Work order >> Repeat the entries in full. Each line must match exactly.

::: Available data :::

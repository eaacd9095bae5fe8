//! Hub service
//!
//! The protocol engine: accepts connections, routes their messages through
//! middleware and handlers, and releases everything a connection held when
//! it goes away.

use super::{CleanupScheduler, HubServiceBuilder, HubStats};
use crate::connection::{Connection, ConnectionRegistry};
use crate::handlers::{Deadline, HandlerError, HandlerResult, MessageDispatcher};
use crate::middleware::MiddlewareChain;
use crate::pipeline::{DocumentRegistry, OperationPipeline};
use crate::presence::PresenceAggregator;
use hub_common::HubSettings;
use hub_core::{Adapter, CommitHook, Message, PresenceManager, PubSub};
use parking_lot::Mutex;
use std::sync::atomic::{AtomicBool, Ordering};
use std::sync::Arc;
use tokio::sync::mpsc;
use tokio::task::JoinHandle;
use tokio_util::sync::CancellationToken;

/// Collaboration hub service
///
/// Every background task spawned on behalf of the service (subscriptions,
/// the cleanup scheduler) observes [`scope`](Self::scope), so a single
/// cancellation on shutdown stops them all.
pub struct HubService {
    registry: Arc<ConnectionRegistry>,
    documents: Arc<DocumentRegistry>,
    adapter: Arc<dyn Adapter>,
    pubsub: Arc<dyn PubSub>,
    presence_manager: Arc<dyn PresenceManager>,
    presence: PresenceAggregator,
    pipeline: OperationPipeline,
    middleware: MiddlewareChain,
    settings: HubSettings,
    scope: CancellationToken,
    cleanup: Mutex<Option<JoinHandle<()>>>,
    shut_down: AtomicBool,
}

impl HubService {
    pub(super) fn new(
        adapter: Arc<dyn Adapter>,
        pubsub: Arc<dyn PubSub>,
        presence_manager: Arc<dyn PresenceManager>,
        commit_hook: Option<Arc<dyn CommitHook>>,
        middleware: MiddlewareChain,
        settings: HubSettings,
    ) -> Self {
        let documents = Arc::new(DocumentRegistry::new());
        let pipeline = OperationPipeline::new(
            Arc::clone(&adapter),
            Arc::clone(&pubsub),
            Arc::clone(&documents),
            commit_hook,
        );

        Self {
            registry: ConnectionRegistry::new_shared(),
            documents,
            presence: PresenceAggregator::new(Arc::clone(&presence_manager)),
            adapter,
            pubsub,
            presence_manager,
            pipeline,
            middleware,
            settings,
            scope: CancellationToken::new(),
            cleanup: Mutex::new(None),
            shut_down: AtomicBool::new(false),
        }
    }

    pub fn builder() -> HubServiceBuilder {
        HubServiceBuilder::new()
    }

    // === Accessors ===

    pub fn registry(&self) -> &Arc<ConnectionRegistry> {
        &self.registry
    }

    pub fn documents(&self) -> &DocumentRegistry {
        &self.documents
    }

    pub fn adapter(&self) -> &dyn Adapter {
        self.adapter.as_ref()
    }

    pub fn pubsub(&self) -> &dyn PubSub {
        self.pubsub.as_ref()
    }

    pub fn presence(&self) -> &PresenceAggregator {
        &self.presence
    }

    pub fn pipeline(&self) -> &OperationPipeline {
        &self.pipeline
    }

    pub fn middleware(&self) -> &MiddlewareChain {
        &self.middleware
    }

    pub fn settings(&self) -> &HubSettings {
        &self.settings
    }

    /// Root cancellation scope of the service
    pub fn scope(&self) -> &CancellationToken {
        &self.scope
    }

    // === Lifecycle ===

    /// Start background tasks
    ///
    /// Calling this more than once has no effect.
    pub fn start(&self) {
        let mut cleanup = self.cleanup.lock();
        if cleanup.is_some() || self.is_shut_down() {
            return;
        }

        let scheduler = CleanupScheduler::new(
            Arc::clone(&self.registry),
            self.settings.cleanup_interval(),
            self.settings.inactivity_timeout(),
        );
        tracing::info!(
            interval_secs = scheduler.interval().as_secs(),
            timeout_secs = self.settings.inactivity_timeout().as_secs(),
            "Cleanup scheduler started"
        );
        *cleanup = Some(scheduler.spawn(self.scope.clone()));
    }

    /// Stop background tasks and close collaborators
    ///
    /// Cancels the scope first, then closes the adapter, the pubsub and the
    /// presence manager in that order. Close failures are logged and do not
    /// stop the remaining steps. Only the first call does anything.
    pub async fn shutdown(&self) {
        if self.shut_down.swap(true, Ordering::AcqRel) {
            return;
        }

        tracing::info!(
            connections = self.registry.count(),
            "Shutting down hub service"
        );
        self.scope.cancel();

        let cleanup = self.cleanup.lock().take();
        if let Some(handle) = cleanup {
            if let Err(e) = handle.await {
                tracing::warn!(error = %e, "Cleanup scheduler ended abnormally");
            }
        }

        if let Err(e) = self.adapter.close().await {
            tracing::error!(error = %e, "Failed to close adapter");
        }
        if let Err(e) = self.pubsub.close().await {
            tracing::error!(error = %e, "Failed to close pubsub");
        }
        if let Err(e) = self.presence_manager.close().await {
            tracing::error!(error = %e, "Failed to close presence manager");
        }

        tracing::info!("Hub service stopped");
    }

    pub fn is_shut_down(&self) -> bool {
        self.shut_down.load(Ordering::Acquire)
    }

    // === Connections ===

    /// Register a new connection whose outbound frames go to `sender`
    pub fn connect(&self, user_id: impl Into<String>, sender: mpsc::Sender<Message>) -> Arc<Connection> {
        let connection = Connection::new(Connection::generate_id(), user_id.into(), sender);
        self.registry.register(Arc::clone(&connection));

        tracing::info!(
            connection_id = %connection.id(),
            user_id = %connection.user_id(),
            connections = self.registry.count(),
            "Connection registered"
        );

        connection
    }

    /// Handle one decoded inbound message
    ///
    /// The response (or the error frame) is queued on the connection. An
    /// error is returned only when the connection can no longer be written.
    pub async fn handle_message(&self, connection: &Arc<Connection>, message: Message) -> HandlerResult<()> {
        tracing::trace!(
            connection_id = %connection.id(),
            message = %message,
            "Received message"
        );

        let deadline = Deadline::after(self.settings.handler_timeout());
        let result = MessageDispatcher::dispatch(self, connection, &message, deadline).await;

        let reply = match result {
            Ok(reply) => reply,
            Err(e) => {
                let Some(info) = e.to_error_info() else {
                    return Err(e);
                };
                if info.code >= 500 {
                    tracing::warn!(
                        connection_id = %connection.id(),
                        action = %message.action,
                        code = info.code,
                        error = %e,
                        "Handler error"
                    );
                } else {
                    tracing::debug!(
                        connection_id = %connection.id(),
                        action = %message.action,
                        code = info.code,
                        error = %e,
                        "Request rejected"
                    );
                }
                Message::error_reply(&message, info)
            }
        };

        connection
            .send(reply)
            .await
            .map_err(|_| HandlerError::ConnectionClosed)
    }

    /// Release everything the connection holds
    ///
    /// Safe to call for a connection the cleanup scheduler already evicted.
    pub async fn disconnect(&self, connection: &Connection) {
        connection.deactivate();
        self.registry.unregister(connection.id());

        let subscriptions = connection.cancel_subscriptions();

        for channel in connection.take_presence_channels() {
            if let Err(e) = self.presence.remove(&channel, connection.id()).await {
                tracing::warn!(
                    connection_id = %connection.id(),
                    channel = %channel,
                    error = %e,
                    "Failed to remove presence"
                );
            }
        }

        tracing::info!(
            connection_id = %connection.id(),
            subscriptions,
            duration_secs = connection.age().as_secs(),
            "Connection closed"
        );
    }

    /// Current connection and document counts
    pub fn stats(&self) -> HubStats {
        HubStats::now(self.registry.count(), self.documents.count())
    }
}

impl std::fmt::Debug for HubService {
    fn fmt(&self, f: &mut std::fmt::Formatter<'_>) -> std::fmt::Result {
        f.debug_struct("HubService")
            .field("connections", &self.registry.count())
            .field("documents", &self.documents.count())
            .field("middleware", &self.middleware)
            .field("shut_down", &self.is_shut_down())
            .finish_non_exhaustive()
    }
}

:::

Expected answer >>
repository eaacd9095bae5fe8
//! Hub service
//!
//! The protocol engine: accepts connections, routes their messages through
//! middleware and handlers, and releases everything a connection held when
//! it goes away.

use super::{CleanupScheduler, HubServiceBuilder, HubStats};
use crate::connection::{Connection, ConnectionRegistry};
use crate::handlers::{Deadline, HandlerError, HandlerResult, MessageDispatcher};
use crate::middleware::MiddlewareChain;
use crate::pipeline::{DocumentRegistry, OperationPipeline};
use crate::presence::PresenceAggregator;
use hub_common::HubSettings;
use hub_core::{Adapter, CommitHook, Message, PresenceManager, PubSub};
use parking_lot::Mutex;
use std::sync::atomic::{AtomicBool, Ordering};
use std::sync::Arc;
use tokio::sync::mpsc;
use tokio::task::JoinHandle;
use tokio_util::sync::CancellationToken;

/// Collaboration hub service
///
/// Every background task spawned on behalf of the service (subscriptions,
/// the cleanup scheduler) observes [`scope`](Self::scope), so a single
/// cancellation on shutdown stops them all.
pub struct HubService {
    registry: Arc<ConnectionRegistry>,
    documents: Arc<DocumentRegistry>,
    adapter: Arc<dyn Adapter>,
    pubsub: Arc<dyn PubSub>,
    presence_manager: Arc<dyn PresenceManager>,
    presence: PresenceAggregator,
    pipeline: OperationPipeline,
    middleware: MiddlewareChain,
    settings: HubSettings,
    scope: CancellationToken,
    cleanup: Mutex<Option<JoinHandle<()>>>,
    shut_down: AtomicBool,
}

impl HubService {
    pub(super) fn new(
        adapter: Arc<dyn Adapter>,
        pubsub: Arc<dyn PubSub>,
        presence_manager: Arc<dyn PresenceManager>,
        commit_hook: Option<Arc<dyn CommitHook>>,
        middleware: MiddlewareChain,
        settings: HubSettings,
    ) -> Self {
        let documents = Arc::new(DocumentRegistry::new());
        let pipeline = OperationPipeline::new(
            Arc::clone(&adapter),
            Arc::clone(&pubsub),
            Arc::clone(&documents),
            commit_hook,
        );

        Self {
            registry: ConnectionRegistry::new_shared(),
            documents,
            presence: PresenceAggregator::new(Arc::clone(&presence_manager)),
            adapter,
            pubsub,
            presence_manager,
            pipeline,
            middleware,
            settings,
            scope: CancellationToken::new(),
            cleanup: Mutex::new(None),
            shut_down: AtomicBool::new(false),
        }
    }

    pub fn builder() -> HubServiceBuilder {
        HubServiceBuilder::new()
    }

    // === Accessors ===

    pub fn registry(&self) -> &Arc<ConnectionRegistry> {
        &self.registry
    }

    pub fn documents(&self) -> &DocumentRegistry {
        &self.documents
    }

    pub fn adapter(&self) -> &dyn Adapter {
        self.adapter.as_ref()
    }

    pub fn pubsub(&self) -> &dyn PubSub {
        self.pubsub.as_ref()
    }

    pub fn presence(&self) -> &PresenceAggregator {
        &self.presence
    }

    pub fn pipeline(&self) -> &OperationPipeline {
        &self.pipeline
    }

    pub fn middleware(&self) -> &MiddlewareChain {
        &self.middleware
    }

    pub fn settings(&self) -> &HubSettings {
        &self.settings
    }

    /// Root cancellation scope of the service
    pub fn scope(&self) -> &CancellationToken {
        &self.scope
    }

    // === Lifecycle ===

    /// Start background tasks
    ///
    /// Calling this more than once has no effect.
    pub fn start(&self) {
        let mut cleanup = self.cleanup.lock();
        if cleanup.is_some() || self.is_shut_down() {
            return;
        }

        let scheduler = CleanupScheduler::new(
            Arc::clone(&self.registry),
            self.settings.cleanup_interval(),
            self.settings.inactivity_timeout(),
        );
        tracing::info!(
            interval_secs = scheduler.interval().as_secs(),
            timeout_secs = self.settings.inactivity_timeout().as_secs(),
            "Cleanup scheduler started"
        );
        *cleanup = Some(scheduler.spawn(self.scope.clone()));
    }

    /// Stop background tasks and close collaborators
    ///
    /// Cancels the scope first, then closes the adapter, the pubsub and the
    /// presence manager in that order. Close failures are logged and do not
    /// stop the remaining steps. Only the first call does anything.
    pub async fn shutdown(&self) {
        if self.shut_down.swap(true, Ordering::AcqRel) {
            return;
        }

        tracing::info!(
            connections = self.registry.count(),
            "Shutting down hub service"
        );
        self.scope.cancel();

        let cleanup = self.cleanup.lock().take();
        if let Some(handle) = cleanup {
            if let Err(e) = handle.await {
                tracing::warn!(error = %e, "Cleanup scheduler ended abnormally");
            }
        }

        if let Err(e) = self.adapter.close().await {
            tracing::error!(error = %e, "Failed to close adapter");
        }
        if let Err(e) = self.pubsub.close().await {
            tracing::error!(error = %e, "Failed to close pubsub");
        }
        if let Err(e) = self.presence_manager.close().await {
            tracing::error!(error = %e, "Failed to close presence manager");
        }

        tracing::info!("Hub service stopped");
    }

    pub fn is_shut_down(&self) -> bool {
        self.shut_down.load(Ordering::Acquire)
    }

    // === Connections ===

    /// Register a new connection whose outbound frames go to `sender`
    pub fn connect(&self, user_id: impl Into<String>, sender: mpsc::Sender<Message>) -> Arc<Connection> {
        let connection = Connection::new(Connection::generate_id(), user_id.into(), sender);
        self.registry.register(Arc::clone(&connection));

        tracing::info!(
            connection_id = %connection.id(),
            user_id = %connection.user_id(),
            connections = self.registry.count(),
            "Connection registered"
        );

        connection
    }

    /// Handle one decoded inbound message
    ///
    /// The response (or the error frame) is queued on the connection. An
    /// error is returned only when the connection can no longer be written.
    pub async fn handle_message(&self, connection: &Arc<Connection>, message: Message) -> HandlerResult<()> {
        tracing::trace!(
            connection_id = %connection.id(),
            message = %message,
            "Received message"
        );

        let deadline = Deadline::after(self.settings.handler_timeout());
        let result = MessageDispatcher::dispatch(self, connection, &message, deadline).await;

        let reply = match result {
            Ok(reply) => reply,
            Err(e) => {
                let Some(info) = e.to_error_info() else {
                    return Err(e);
                };
                if info.code >= 500 {
                    tracing::warn!(
                        connection_id = %connection.id(),
                        action = %message.action,
                        code = info.code,
                        error = %e,
                        "Handler error"
                    );
                } else {
                    tracing::debug!(
                        connection_id = %connection.id(),
                        action = %message.action,
                        code = info.code,
                        error = %e,
                        "Request rejected"
                    );
                }
                Message::error_reply(&message, info)
            }
        };

        connection
            .send(reply)
            .await
            .map_err(|_| HandlerError::ConnectionClosed)
    }

    /// Release everything the connection holds
    ///
    /// Safe to call for a connection the cleanup scheduler already evicted.
    pub async fn disconnect(&self, connection: &Connection) {
        connection.deactivate();
        self.registry.unregister(connection.id());

        let subscriptions = connection.cancel_subscriptions();

        for channel in connection.take_presence_channels() {
            if let Err(e) = self.presence.remove(&channel, connection.id()).await {
                tracing::warn!(
                    connection_id = %connection.id(),
                    channel = %channel,
                    error = %e,
                    "Failed to remove presence"
                );
            }
        }

        tracing::info!(
            connection_id = %connection.id(),
            subscriptions,
            duration_secs = connection.age().as_secs(),
            "Connection closed"
        );
    }

    /// Current connection and document counts
    pub fn stats(&self) -> HubStats {
        HubStats::now(self.registry.count(), self.documents.count())
    }
}

impl std::fmt::Debug for HubService {
    fn fmt(&self, f: &mut std::fmt::Formatter<'_>) -> std::fmt::Result {
        f.debug_struct("HubService")
            .field("connections", &self.registry.count())
            .field("documents", &self.documents.count())
            .field("middleware", &self.middleware)
            .field("shut_down", &self.is_shut_down())
            .finish_non_exhaustive()
    }
}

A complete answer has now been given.